### WORK REQUEST
Copy the data as given. No line may be skipped.

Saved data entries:
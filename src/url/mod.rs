//! URL handling for Bookhound
//!
//! Normalization (the frontier's de-duplication key), link resolution for
//! extracted hrefs, and expansion of the listing URL template.

mod normalize;

pub use normalize::normalize_url;

use crate::UrlError;
use url::{form_urlencoded, Url};

/// Resolves an href found on a page to an absolute http(s) URL
///
/// Returns None if the link should be excluded:
/// - javascript:, mailto:, tel: schemes
/// - data: URIs
/// - fragment-only anchors
/// - anything that does not resolve to http or https
///
/// Protocol-relative links (`//host/path`) take the page's scheme.
pub fn resolve_link(href: &str, base_url: &Url) -> Option<String> {
    let href = href.trim();

    if href.is_empty() || href.starts_with('#') {
        return None;
    }

    let lower = href.to_ascii_lowercase();
    if lower.starts_with("javascript:")
        || lower.starts_with("mailto:")
        || lower.starts_with("tel:")
        || lower.starts_with("data:")
    {
        return None;
    }

    match base_url.join(href) {
        Ok(absolute) if absolute.scheme() == "http" || absolute.scheme() == "https" => {
            Some(absolute.to_string())
        }
        _ => None,
    }
}

/// Builds the first listing URL for a keyword from a `{keyword}` template
///
/// The keyword is form-encoded before substitution, so spaces and non-ASCII
/// search terms are safe.
///
/// # Examples
///
/// ```
/// use bookhound::url::build_listing_url;
///
/// let url = build_listing_url("https://example.com/search?key={keyword}", "rust lang").unwrap();
/// assert_eq!(url.as_str(), "https://example.com/search?key=rust+lang");
/// ```
pub fn build_listing_url(template: &str, keyword: &str) -> Result<Url, UrlError> {
    if !template.contains("{keyword}") {
        return Err(UrlError::MissingPlaceholder(template.to_string()));
    }

    let encoded: String = form_urlencoded::byte_serialize(keyword.trim().as_bytes()).collect();
    let expanded = template.replace("{keyword}", &encoded);

    let url = Url::parse(&expanded).map_err(|e| UrlError::Parse(e.to_string()))?;
    if url.scheme() != "http" && url.scheme() != "https" {
        return Err(UrlError::InvalidScheme(url.scheme().to_string()));
    }

    Ok(url)
}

### RESULT FOR THIS EXERCISE
filename src/url/mod.rs
//! URL handling for Bookhound
//!
//! Normalization (the frontier's de-duplication key), link resolution for
//! extracted hrefs, and expansion of the listing URL template.

mod normalize;

pub use normalize::normalize_url;

use crate::UrlError;
use url::{form_urlencoded, Url};

/// Resolves an href found on a page to an absolute http(s) URL
///
/// Returns None if the link should be excluded:
/// - javascript:, mailto:, tel: schemes
/// - data: URIs
/// - fragment-only anchors
/// - anything that does not resolve to http or https
///
/// Protocol-relative links (`//host/path`) take the page's scheme.
pub fn resolve_link(href: &str, base_url: &Url) -> Option<String> {
    let href = href.trim();

    if href.is_empty() || href.starts_with('#') {
        return None;
    }

    let lower = href.to_ascii_lowercase();
    if lower.starts_with("javascript:")
        || lower.starts_with("mailto:")
        || lower.starts_with("tel:")
        || lower.starts_with("data:")
    {
        return None;
    }

    match base_url.join(href) {
        Ok(absolute) if absolute.scheme() == "http" || absolute.scheme() == "https" => {
            Some(absolute.to_string())
        }
        _ => None,
    }
}

/// Builds the first listing URL for a keyword from a `{keyword}` template
///
/// The keyword is form-encoded before substitution, so spaces and non-ASCII
/// search terms are safe.
///
/// # Examples
///
/// ```
/// use bookhound::url::build_listing_url;
///
/// let url = build_listing_url("https://example.com/search?key={keyword}", "rust lang").unwrap();
/// assert_eq!(url.as_str(), "https://example.com/search?key=rust+lang");
/// ```
pub fn build_listing_url(template: &str, keyword: &str) -> Result<Url, UrlError> {
    if !template.contains("{keyword}") {
        return Err(UrlError::MissingPlaceholder(template.to_string()));
    }

    let encoded: String = form_urlencoded::byte_serialize(keyword.trim().as_bytes()).collect();
    let expanded = template.replace("{keyword}", &encoded);

    let url = Url::parse(&expanded).map_err(|e| UrlError::Parse(e.to_string()))?;
    if url.scheme() != "http" && url.scheme() != "https" {
        return Err(UrlError::InvalidScheme(url.scheme().to_string()));
    }

    Ok(url)
}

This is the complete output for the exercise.